→ DESCRIPTION OF THE TASK
Copy the lines exactly. Begin at the first line of the data and stop after the line with "Some(INCREMENT) => count".

::: EXCERPTED DATA :::

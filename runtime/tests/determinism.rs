//! Property tests: replaying the same inputs yields the same store.

#![allow(clippy::unwrap_used, clippy::expect_used, clippy::panic)] // Test code can use unwrap/expect/panic

use composable_store_core::{reducer_map, Action, ReducerMap};
use composable_store_runtime::{FeatureConfig, Store, StoreConfig};
use composable_store_testing::fixtures::{counter_reducer, ADD, DECREMENT, INCREMENT};
use composable_store_testing::properties::{counter_action, counter_actions, feature_key, malformed_action};
use proptest::prelude::*;
use serde_json::json;
use std::collections::BTreeSet;

fn counter_store() -> Store {
    Store::configure(reducer_map([("counter", counter_reducer())]), StoreConfig::default()).unwrap()
}

/// Expected counter value after `actions`, starting at zero.
fn fold_counter(actions: &[Action]) -> i64 {
    actions.iter().fold(0, |count, action| match action.action_type() {
        Some(INCREMENT) => count + 1,
        Some(DECREMENT) => count - 1,
        Some(ADD) => count + action.get("by").and_then(serde_json::Value::as_i64).unwrap_or(0),
        _ => count,
    })
}

proptest! {
    #[test]
    fn replay_is_deterministic(actions in counter_actions(40)) {
        let first = counter_store();
        let second = counter_store();

        for action in &actions {
            first.dispatch(action.clone()).unwrap();
            second.dispatch(action.clone()).unwrap();
        }

        prop_assert_eq!(first.state(), second.state());
        prop_assert_eq!(first.state(), json!({ "counter": fold_counter(&actions) }));
        prop_assert_eq!(first.actions_processed(), actions.len() as u64 + 1);
    }

    #[test]
    fn register_then_unregister_restores_keys(
        keys in prop::collection::btree_set(feature_key(), 1..6),
        actions in counter_actions(10),
    ) {
        let store = Store::configure(ReducerMap::new(), StoreConfig::default()).unwrap();
        let before = store.state();

        for key in &keys {
            store.register_feature(key.clone(), counter_reducer(), FeatureConfig::default()).unwrap();
        }
        for action in actions {
            store.dispatch(action).unwrap();
        }
        prop_assert_eq!(store.feature_keys(), keys.iter().cloned().collect::<Vec<_>>());

        store.remove_features(&keys).unwrap();

        prop_assert!(store.feature_keys().is_empty());
        prop_assert_eq!(store.state(), before);
        prop_assert_eq!(store.reducer_version(), keys.len() as u64 + 1);
    }

    #[test]
    fn malformed_actions_never_fail_or_change_state(
        prefix in counter_actions(10),
        malformed in prop::collection::vec(malformed_action(), 1..10),
    ) {
        let store = counter_store();
        for action in prefix {
            store.dispatch(action).unwrap();
        }
        let before = store.state();

        for action in malformed {
            prop_assert!(store.dispatch(action).is_ok());
        }

        prop_assert!(store.state().is_same(&before));
    }

    #[test]
    fn feature_keys_stay_sorted_and_unique(
        keys in prop::collection::vec(feature_key(), 1..10),
        action in counter_action(),
    ) {
        let store = Store::configure(ReducerMap::new(), StoreConfig::default()).unwrap();
        let mut expected = BTreeSet::new();

        for key in keys {
            let result = store.register_feature(key.clone(), counter_reducer(), FeatureConfig::default());
            prop_assert_eq!(result.is_ok(), expected.insert(key));
        }
        store.dispatch(action).unwrap();

        prop_assert_eq!(store.feature_keys(), expected.iter().cloned().collect::<Vec<_>>());
        prop_assert_eq!(store.state().keys(), store.feature_keys());
    }
}
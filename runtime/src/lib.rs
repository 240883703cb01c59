//! # Composable Store Runtime
//!
//! Runtime implementation of the Composable Store state container.
//!
//! This crate provides the [`Store`]: a single state tree whose root reducer
//! is assembled from feature slices that can be registered and unregistered
//! while the store is running.
//!
//! ## Core Components
//!
//! - **Action Channel**: Ingress point, fans actions out to observers in order
//! - **Action Validator**: Flags actions that are not plain typed records
//! - **Feature Registry**: Table of active features, unique by key
//! - **Reducer Manager**: Owns the active root reducer and swaps it on change
//! - **State Container**: Holds the current state and publishes new states
//!
//! ## Example
//!
//! ```
//! use composable_store_core::{reducer_fn, Action, ReducerMap, State};
//! use composable_store_runtime::{FeatureConfig, Store, StoreConfig};
//! use serde_json::json;
//!
//! # fn main() -> Result<(), composable_store_runtime::StoreError> {
//! let store = Store::configure(ReducerMap::new(), StoreConfig::default())?;
//!
//! let counter = reducer_fn(|state: Option<&State>, action: &Action| {
//!     let count = state.and_then(State::as_i64).unwrap_or(0);
//!     Ok(if action.is("INC") {
//!         State::leaf(count + 1)
//!     } else {
//!         state.cloned().unwrap_or_else(|| State::leaf(0))
//!     })
//! });
//! store.register_feature("counter", counter, FeatureConfig::default())?;
//! store.dispatch(Action::new("INC"))?;
//!
//! assert_eq!(store.state().to_value(), json!({ "counter": 1 }));
//! # Ok(())
//! # }
//! ```

use composable_store_core::{
    BoxedMetaReducer, BoxedReducerFactory, InitialState, ReducerProvider, ReducerProviders,
};
use std::sync::Arc;

/// Action ingress and observer streams
pub mod channel;

/// Reducer manager - owns and swaps the active root reducer
pub mod manager;

/// Metrics for observability and monitoring
pub mod metrics;

/// Feature registry and feature descriptors
pub mod registry;

/// State container - current state and publication
pub mod state;

/// The store facade
pub mod store;

/// Action validation and diagnostics
pub mod validator;

/// Error types for the Store runtime
pub mod error {
    use composable_store_core::{ReducerError, ReducerToken};
    use thiserror::Error;

    /// Errors that can occur during Store operations
    ///
    /// Contract violations (duplicate or unknown keys, unresolved tokens)
    /// leave the store exactly as it was. Reducer failures leave the state at
    /// its pre-reduction value.
    #[derive(Error, Debug)]
    pub enum StoreError {
        /// A feature (or root reducer) with this key already exists
        #[error("Feature '{0}' is already registered")]
        DuplicateFeature(String),

        /// No feature with this key is registered
        #[error("Feature '{0}' is not registered")]
        UnknownFeature(String),

        /// Feature keys must be non-empty
        #[error("Feature keys must not be empty")]
        InvalidFeatureKey,

        /// A deferred reducer source named a token the provider does not know
        #[error("No reducers provided for token '{0}'")]
        UnresolvedReducers(ReducerToken),

        /// A token resolved to a single reducer where a reducer map is required
        #[error("Token '{0}' provides a single reducer where a reducer map is required")]
        ExpectedReducerMap(ReducerToken),

        /// A reducer failed; the state was not changed
        #[error("Reducer failed while handling '{action_type}': {source}")]
        Reducer {
            /// Display form of the action being reduced
            action_type: String,
            /// The reducer's error
            #[source]
            source: ReducerError,
        },
    }

    impl StoreError {
        /// Whether this error is a caller contract violation (as opposed to a
        /// reducer failure).
        #[must_use]
        pub const fn is_contract_violation(&self) -> bool {
            !matches!(self, Self::Reducer { .. })
        }
    }
}

pub use channel::ActionChannel;
pub use error::StoreError;
pub use manager::{ManagerPhase, ReducerChange, ReducerChangeKind, ReducerManager};
pub use registry::{FeatureDescriptor, FeatureRegistry, RegisteredFeature};
pub use state::{PublishMode, StateContainer};
pub use store::Store;
pub use validator::{ActionValidator, Diagnostic, ValidationIssue};

/// Default capacity of every observer channel.
pub const DEFAULT_CHANNEL_CAPACITY: usize = 256;

/// Configuration for Store instances
///
/// # Example
///
/// ```
/// use composable_store_core::{json, meta_reducer_fn, BoxedReducer, InitialState, State};
/// use composable_store_runtime::{ActionValidator, PublishMode, StoreConfig};
///
/// let config = StoreConfig::default()
///     .with_initial_state(InitialState::producer(|| State::from(json!({}))))
///     .with_meta_reducer(meta_reducer_fn(|inner: BoxedReducer| inner))
///     .with_action_validator(ActionValidator::Disabled)
///     .with_publish_mode(PublishMode::Always)
///     .with_channel_capacity(1024);
/// assert_eq!(config.meta_reducers.len(), 1);
/// ```
#[derive(Clone)]
pub struct StoreConfig {
    /// Root initial state, resolved once when the store is configured
    pub initial_state: InitialState,
    /// Root meta-reducers; the last one is the outermost wrapper
    pub meta_reducers: Vec<BoxedMetaReducer>,
    /// Base factory for the root reducer (`None` = combine reducers)
    pub reducer_factory: Option<BoxedReducerFactory>,
    /// Validation applied to every dispatched action
    pub action_validator: ActionValidator,
    /// When new states are published
    pub publish_mode: PublishMode,
    /// Capacity of the observer channels
    pub channel_capacity: usize,
    /// Lookup table for deferred reducer sources
    pub reducer_provider: Arc<dyn ReducerProvider>,
}

impl StoreConfig {
    /// Set the root initial state
    #[must_use]
    pub fn with_initial_state(mut self, initial_state: impl Into<InitialState>) -> Self {
        self.initial_state = initial_state.into();
        self
    }

    /// Append a root meta-reducer
    #[must_use]
    pub fn with_meta_reducer(mut self, meta_reducer: BoxedMetaReducer) -> Self {
        self.meta_reducers.push(meta_reducer);
        self
    }

    /// Replace the root meta-reducer chain
    #[must_use]
    pub fn with_meta_reducers(mut self, meta_reducers: Vec<BoxedMetaReducer>) -> Self {
        self.meta_reducers = meta_reducers;
        self
    }

    /// Use a custom base reducer factory instead of combining reducers
    #[must_use]
    pub fn with_reducer_factory(mut self, factory: BoxedReducerFactory) -> Self {
        self.reducer_factory = Some(factory);
        self
    }

    /// Set the action validator
    #[must_use]
    pub fn with_action_validator(mut self, validator: ActionValidator) -> Self {
        self.action_validator = validator;
        self
    }

    /// Set the publish mode
    #[must_use]
    pub fn with_publish_mode(mut self, mode: PublishMode) -> Self {
        self.publish_mode = mode;
        self
    }

    /// Set the observer channel capacity (minimum 1)
    #[must_use]
    pub fn with_channel_capacity(mut self, capacity: usize) -> Self {
        self.channel_capacity = capacity;
        self
    }

    /// Set the provider used to resolve deferred reducer sources
    #[must_use]
    pub fn with_reducer_provider(mut self, provider: Arc<dyn ReducerProvider>) -> Self {
        self.reducer_provider = provider;
        self
    }
}

impl Default for StoreConfig {
    fn default() -> Self {
        Self {
            initial_state: InitialState::Unset,
            meta_reducers: Vec::new(),
            reducer_factory: None,
            action_validator: ActionValidator::default(),
            publish_mode: PublishMode::default(),
            channel_capacity: DEFAULT_CHANNEL_CAPACITY,
            reducer_provider: Arc::new(ReducerProviders::new()),
        }
    }
}

impl std::fmt::Debug for StoreConfig {
    fn fmt(&self, f: &mut std::fmt::Formatter<'_>) -> std::fmt::Result {
        f.debug_struct("StoreConfig")
            .field("initial_state", &self.initial_state)
            .field("meta_reducers", &self.meta_reducers.len())
            .field("custom_reducer_factory", &self.reducer_factory.is_some())
            .field("action_validator", &self.action_validator)
            .field("publish_mode", &self.publish_mode)
            .field("channel_capacity", &self.channel_capacity)
            .finish_non_exhaustive()
    }
}

/// Configuration scoped to one feature
#[derive(Clone, Default)]
pub struct FeatureConfig {
    /// Initial slice state, resolved once per registration
    pub initial_state: InitialState,
    /// Meta-reducers wrapping only this feature's slice reducer
    pub meta_reducers: Vec<BoxedMetaReducer>,
    /// Base factory for reducer-map features (`None` = combine reducers)
    pub reducer_factory: Option<BoxedReducerFactory>,
}

impl FeatureConfig {
    /// Set the feature's initial state
    #[must_use]
    pub fn with_initial_state(mut self, initial_state: impl Into<InitialState>) -> Self {
        self.initial_state = initial_state.into();
        self
    }

    /// Append a feature-local meta-reducer
    #[must_use]
    pub fn with_meta_reducer(mut self, meta_reducer: BoxedMetaReducer) -> Self {
        self.meta_reducers.push(meta_reducer);
        self
    }

    /// Use a custom base reducer factory for a reducer-map feature
    #[must_use]
    pub fn with_reducer_factory(mut self, factory: BoxedReducerFactory) -> Self {
        self.reducer_factory = Some(factory);
        self
    }
}

impl std::fmt::Debug for FeatureConfig {
    fn fmt(&self, f: &mut std::fmt::Formatter<'_>) -> std::fmt::Result {
        f.debug_struct("FeatureConfig")
            .field("initial_state", &self.initial_state)
            .field("meta_reducers", &self.meta_reducers.len())
            .field("custom_reducer_factory", &self.reducer_factory.is_some())
            .finish()
    }
}
//! Reducers and meta-reducers.
//!
//! A [`Reducer`] is a pure function `(state | absent, action) -> state`. The
//! state is `None` on the first invocation for a slice and the reducer must
//! supply its own default. Returning an error is the equivalent of throwing:
//! the store leaves its current state untouched and hands the error to the
//! caller of `dispatch`.
//!
//! A [`MetaReducer`] wraps a reducer to produce another reducer with the same
//! signature (logging, validation, instrumentation, ...).
//!
//! Both traits are implemented for plain closures:
//!
//! ```
//! use composable_store_core::{reducer_fn, Action, Reducer, State};
//!
//! let counter = reducer_fn(|state: Option<&State>, action: &Action| {
//!     let current = state.and_then(State::as_i64).unwrap_or(0);
//!     Ok(match action.action_type() {
//!         Some("INC") => State::leaf(current + 1),
//!         _ => state.cloned().unwrap_or_else(|| State::leaf(0)),
//!     })
//! });
//!
//! let next = counter.reduce(None, &Action::new("INC")).unwrap();
//! assert_eq!(next.as_i64(), Some(1));
//! ```

use crate::action::Action;
use crate::state::State;
use std::collections::BTreeMap;
use std::sync::Arc;
use thiserror::Error;

/// Errors a reducer can raise.
#[derive(Error, Debug)]
pub enum ReducerError {
    /// The reducer refused to handle the action
    #[error("Reducer rejected action: {0}")]
    Rejected(String),

    /// A sub-reducer of a combined reducer failed
    #[error("Reducer for slice '{key}' failed: {source}")]
    Slice {
        /// Key of the failing slice
        key: String,
        /// The underlying failure
        #[source]
        source: Box<ReducerError>,
    },

    /// Any other failure, for reducers that use `?` on foreign errors
    #[error(transparent)]
    Other(#[from] anyhow::Error),
}

impl ReducerError {
    /// Convenience constructor for [`ReducerError::Rejected`].
    #[must_use]
    pub fn rejected(reason: impl Into<String>) -> Self {
        Self::Rejected(reason.into())
    }

    /// Wrap this error with the key of the slice it came from.
    #[must_use]
    pub fn in_slice(self, key: impl Into<String>) -> Self {
        Self::Slice {
            key: key.into(),
            source: Box::new(self),
        }
    }

    /// Slice keys from the outermost composite down to the failing reducer.
    #[must_use]
    pub fn slice_path(&self) -> Vec<&str> {
        let mut path = Vec::new();
        let mut current = self;
        while let Self::Slice { key, source } = current {
            path.push(key.as_str());
            current = source;
        }
        path
    }
}

/// Result of a single reduction.
pub type ReduceResult = Result<State, ReducerError>;

/// The reducer trait - pure state transition.
///
/// Implementations must be deterministic and must not block. They must not
/// call back into the store that runs them.
pub trait Reducer: Send + Sync {
    /// Compute the next state for `action`.
    ///
    /// # Errors
    ///
    /// Returns a [`ReducerError`] when the transition cannot be computed.
    fn reduce(&self, state: Option<&State>, action: &Action) -> ReduceResult;
}

impl<F> Reducer for F
where
    F: Fn(Option<&State>, &Action) -> ReduceResult + Send + Sync,
{
    fn reduce(&self, state: Option<&State>, action: &Action) -> ReduceResult {
        self(state, action)
    }
}

/// Shared, type-erased reducer.
pub type BoxedReducer = Arc<dyn Reducer>;

/// Named reducers; each owns the slice stored under its key.
pub type ReducerMap = BTreeMap<String, BoxedReducer>;

/// Erase a reducer into a [`BoxedReducer`].
#[must_use]
pub fn reducer_fn<R>(reducer: R) -> BoxedReducer
where
    R: Reducer + 'static,
{
    Arc::new(reducer)
}

/// Build a [`ReducerMap`] from `(key, reducer)` pairs.
#[must_use]
pub fn reducer_map<I, K>(entries: I) -> ReducerMap
where
    I: IntoIterator<Item = (K, BoxedReducer)>,
    K: Into<String>,
{
    entries.into_iter().map(|(k, r)| (k.into(), r)).collect()
}

/// A higher-order reducer: wraps a reducer, returning one with the same
/// signature.
pub trait MetaReducer: Send + Sync {
    /// Wrap `reducer`.
    fn wrap(&self, reducer: BoxedReducer) -> BoxedReducer;
}

impl<F> MetaReducer for F
where
    F: Fn(BoxedReducer) -> BoxedReducer + Send + Sync,
{
    fn wrap(&self, reducer: BoxedReducer) -> BoxedReducer {
        self(reducer)
    }
}

/// Shared, type-erased meta-reducer.
pub type BoxedMetaReducer = Arc<dyn MetaReducer>;

/// Erase a meta-reducer into a [`BoxedMetaReducer`].
#[must_use]
pub fn meta_reducer_fn<M>(meta_reducer: M) -> BoxedMetaReducer
where
    M: MetaReducer + 'static,
{
    Arc::new(meta_reducer)
}

/// The reducers a feature contributes: one reducer for the whole slice, or
/// a map combined into the slice.
#[derive(Clone)]
pub enum FeatureReducers {
    /// A single reducer owning the feature's slice
    Single(BoxedReducer),

    /// Named sub-reducers, combined into the feature's slice
    Map(ReducerMap),
}

impl FeatureReducers {
    /// Keys of the sub-reducers; empty for a single reducer.
    #[must_use]
    pub fn keys(&self) -> Vec<String> {
        match self {
            Self::Single(_) => Vec::new(),
            Self::Map(map) => map.keys().cloned().collect(),
        }
    }
}

impl From<BoxedReducer> for FeatureReducers {
    fn from(reducer: BoxedReducer) -> Self {
        Self::Single(reducer)
    }
}

impl From<ReducerMap> for FeatureReducers {
    fn from(map: ReducerMap) -> Self {
        Self::Map(map)
    }
}

impl std::fmt::Debug for FeatureReducers {
    fn fmt(&self, f: &mut std::fmt::Formatter<'_>) -> std::fmt::Result {
        match self {
            Self::Single(_) => write!(f, "FeatureReducers::Single(<reducer>)"),
            Self::Map(map) => f
                .debug_tuple("FeatureReducers::Map")
                .field(&map.keys().collect::<Vec<_>>())
                .finish(),
        }
    }
}

#[cfg(test)]
mod tests {
    use super::*;

    #[test]
    fn test_closure_is_reducer() {
        let reducer = reducer_fn(|_state: Option<&State>, _action: &Action| Ok(State::leaf(1)));
        let next = reducer.reduce(None, &Action::new("any"));
        assert!(matches!(next, Ok(ref s) if s.as_i64() == Some(1)));
    }

    #[test]
    fn test_slice_path_nests() {
        let err = ReducerError::rejected("boom").in_slice("inner").in_slice("outer");
        assert_eq!(err.slice_path(), vec!["outer", "inner"]);
        assert!(err.to_string().contains("outer"));
    }

    #[test]
    fn test_closure_is_meta_reducer() {
        let identity = meta_reducer_fn(|inner: BoxedReducer| inner);
        let base = reducer_fn(|_state: Option<&State>, _action: &Action| Ok(State::leaf("base")));
        let wrapped = identity.wrap(Arc::clone(&base));
        assert!(Arc::ptr_eq(&wrapped, &base));
    }

    #[test]
    fn test_feature_reducer_keys() {
        let single = FeatureReducers::from(reducer_fn(|s: Option<&State>, _a: &Action| {
            Ok(s.cloned().unwrap_or_default())
        }));
        assert!(single.keys().is_empty());

        let map = FeatureReducers::from(reducer_map([(
            "x",
            reducer_fn(|s: Option<&State>, _a: &Action| Ok(s.cloned().unwrap_or_default())),
        )]));
        assert_eq!(map.keys(), vec!["x".to_string()]);
    }
}
//! Feature registry.
//!
//! The registry is the single source of truth for which features exist. It
//! stores features already resolved into slice reducers, so recombination
//! never has to touch providers or initial-state producers again.

use crate::error::StoreError;
use crate::FeatureConfig;
use composable_store_core::composition::{
    create_feature_reducer_factory, create_reducer_factory, CombineReducers, ReducerFactory,
};
use composable_store_core::{
    BoxedReducer, BoxedReducerFactory, FeatureReducers, ReducerMap, ReducerProvider,
    ReducerSource, State,
};
use std::collections::BTreeMap;
use std::sync::Arc;

/// Everything needed to register one feature.
#[derive(Clone)]
pub struct FeatureDescriptor {
    /// Unique key; the feature's slice lives under it
    pub key: String,
    /// The feature's reducers, supplied directly or through a token
    pub reducers: ReducerSource<FeatureReducers>,
    /// Initial state, meta-reducers and factory override
    pub config: FeatureConfig,
}

impl FeatureDescriptor {
    /// Describe a feature with default configuration.
    #[must_use]
    pub fn new(key: impl Into<String>, reducers: impl Into<ReducerSource<FeatureReducers>>) -> Self {
        Self {
            key: key.into(),
            reducers: reducers.into(),
            config: FeatureConfig::default(),
        }
    }

    /// Replace the feature configuration.
    #[must_use]
    pub fn with_config(mut self, config: FeatureConfig) -> Self {
        self.config = config;
        self
    }

    /// Look up deferred reducers through `provider`.
    ///
    /// Only the reducer source is resolved; the initial state is left for
    /// [`FeatureRegistry::resolve`].
    ///
    /// # Errors
    ///
    /// Returns [`StoreError::UnresolvedReducers`] for an unknown token.
    pub fn resolve_reducers(self, provider: &dyn ReducerProvider) -> Result<Self, StoreError> {
        let Self {
            key,
            reducers,
            config,
        } = self;
        Ok(Self {
            key,
            reducers: ReducerSource::Direct(provide(reducers, provider)?),
            config,
        })
    }
}

fn provide(
    source: ReducerSource<FeatureReducers>,
    provider: &dyn ReducerProvider,
) -> Result<FeatureReducers, StoreError> {
    match source {
        ReducerSource::Direct(reducers) => Ok(reducers),
        ReducerSource::Deferred(token) => provider
            .provide(&token)
            .ok_or(StoreError::UnresolvedReducers(token)),
    }
}

impl std::fmt::Debug for FeatureDescriptor {
    fn fmt(&self, f: &mut std::fmt::Formatter<'_>) -> std::fmt::Result {
        f.debug_struct("FeatureDescriptor")
            .field("key", &self.key)
            .field("reducers", &self.reducers)
            .field("config", &self.config)
            .finish()
    }
}

/// A feature resolved into the slice reducer the root combines.
#[derive(Clone)]
pub struct RegisteredFeature {
    /// The feature key
    pub key: String,
    /// Slice reducer with meta-reducers and initial state applied
    pub reducer: BoxedReducer,
    /// Initial state as resolved at registration
    pub initial_state: Option<State>,
}

impl std::fmt::Debug for RegisteredFeature {
    fn fmt(&self, f: &mut std::fmt::Formatter<'_>) -> std::fmt::Result {
        f.debug_struct("RegisteredFeature")
            .field("key", &self.key)
            .field("initial_state", &self.initial_state)
            .finish_non_exhaustive()
    }
}

/// Table of active features, unique by key.
#[derive(Clone, Debug, Default)]
pub struct FeatureRegistry {
    features: BTreeMap<String, RegisteredFeature>,
}

impl FeatureRegistry {
    /// An empty registry.
    #[must_use]
    pub fn new() -> Self {
        Self::default()
    }

    /// Whether `key` is registered.
    #[must_use]
    pub fn contains(&self, key: &str) -> bool {
        self.features.contains_key(key)
    }

    /// Number of registered features.
    #[must_use]
    pub fn len(&self) -> usize {
        self.features.len()
    }

    /// Whether no feature is registered.
    #[must_use]
    pub fn is_empty(&self) -> bool {
        self.features.is_empty()
    }

    /// Registered keys, sorted.
    #[must_use]
    pub fn keys(&self) -> Vec<String> {
        self.features.keys().cloned().collect()
    }

    /// Look up a registered feature.
    #[must_use]
    pub fn get(&self, key: &str) -> Option<&RegisteredFeature> {
        self.features.get(key)
    }

    /// Resolve a descriptor into a [`RegisteredFeature`].
    ///
    /// Deferred reducers are looked up through `provider`; the initial state
    /// is resolved here, exactly once. Does not touch the registry.
    ///
    /// # Errors
    ///
    /// - [`StoreError::InvalidFeatureKey`] for an empty key
    /// - [`StoreError::UnresolvedReducers`] for an unknown token
    pub fn resolve(
        descriptor: FeatureDescriptor,
        provider: &dyn ReducerProvider,
    ) -> Result<RegisteredFeature, StoreError> {
        let FeatureDescriptor {
            key,
            reducers,
            config,
        } = descriptor;

        if key.is_empty() {
            return Err(StoreError::InvalidFeatureKey);
        }

        let reducers = provide(reducers, provider)?;

        let initial_state = config.initial_state.resolve();

        let reducer = match reducers {
            FeatureReducers::Single(reducer) => create_feature_reducer_factory(&config.meta_reducers)
                .create(reducer, initial_state.as_ref()),
            FeatureReducers::Map(map) => {
                let base: BoxedReducerFactory = config
                    .reducer_factory
                    .unwrap_or_else(|| Arc::new(CombineReducers));
                create_reducer_factory(base, &config.meta_reducers).create(&map, initial_state.as_ref())
            },
        };

        Ok(RegisteredFeature {
            key,
            reducer,
            initial_state,
        })
    }

    /// Add a resolved feature.
    ///
    /// # Errors
    ///
    /// Returns [`StoreError::DuplicateFeature`] if the key is taken; the
    /// registry is unchanged.
    pub fn insert(&mut self, feature: RegisteredFeature) -> Result<(), StoreError> {
        if self.features.contains_key(&feature.key) {
            return Err(StoreError::DuplicateFeature(feature.key));
        }
        self.features.insert(feature.key.clone(), feature);
        Ok(())
    }

    /// Remove a feature.
    ///
    /// # Errors
    ///
    /// Returns [`StoreError::UnknownFeature`] if the key is not registered.
    pub fn remove(&mut self, key: &str) -> Result<RegisteredFeature, StoreError> {
        self.features
            .remove(key)
            .ok_or_else(|| StoreError::UnknownFeature(key.to_string()))
    }

    /// The slice reducers, keyed by feature.
    #[must_use]
    pub fn reducers(&self) -> ReducerMap {
        self.features
            .iter()
            .map(|(key, feature)| (key.clone(), Arc::clone(&feature.reducer)))
            .collect()
    }
}

/// Resolve a root reducer source into a reducer map.
///
/// # Errors
///
/// - [`StoreError::UnresolvedReducers`] for an unknown token
/// - [`StoreError::ExpectedReducerMap`] when the token names a single reducer
pub fn resolve_reducer_map(
    source: ReducerSource<ReducerMap>,
    provider: &dyn ReducerProvider,
) -> Result<ReducerMap, StoreError> {
    match source {
        ReducerSource::Direct(map) => Ok(map),
        ReducerSource::Deferred(token) => match provider.provide(&token) {
            Some(FeatureReducers::Map(map)) => Ok(map),
            Some(FeatureReducers::Single(_)) => Err(StoreError::ExpectedReducerMap(token)),
            None => Err(StoreError::UnresolvedReducers(token)),
        },
    }
}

:::

→ TASK RESPONSE
filename runtime/tests/determinism.rs
//! Property tests: replaying the same inputs yields the same store.

#![allow(clippy::unwrap_used, clippy::expect_used, clippy::panic)] // Test code can use unwrap/expect/panic

use composable_store_core::{reducer_map, Action, ReducerMap};
use composable_store_runtime::{FeatureConfig, Store, StoreConfig};
use composable_store_testing::fixtures::{counter_reducer, ADD, DECREMENT, INCREMENT};
use composable_store_testing::properties::{counter_action, counter_actions, feature_key, malformed_action};
use proptest::prelude::*;
use serde_json::json;
use std::collections::BTreeSet;

fn counter_store() -> Store {
    Store::configure(reducer_map([("counter", counter_reducer())]), StoreConfig::default()).unwrap()
}

/// Expected counter value after `actions`, starting at zero.
fn fold_counter(actions: &[Action]) -> i64 {
    actions.iter().fold(0, |count, action| match action.action_type() {
        Some(INCREMENT) => count + 1,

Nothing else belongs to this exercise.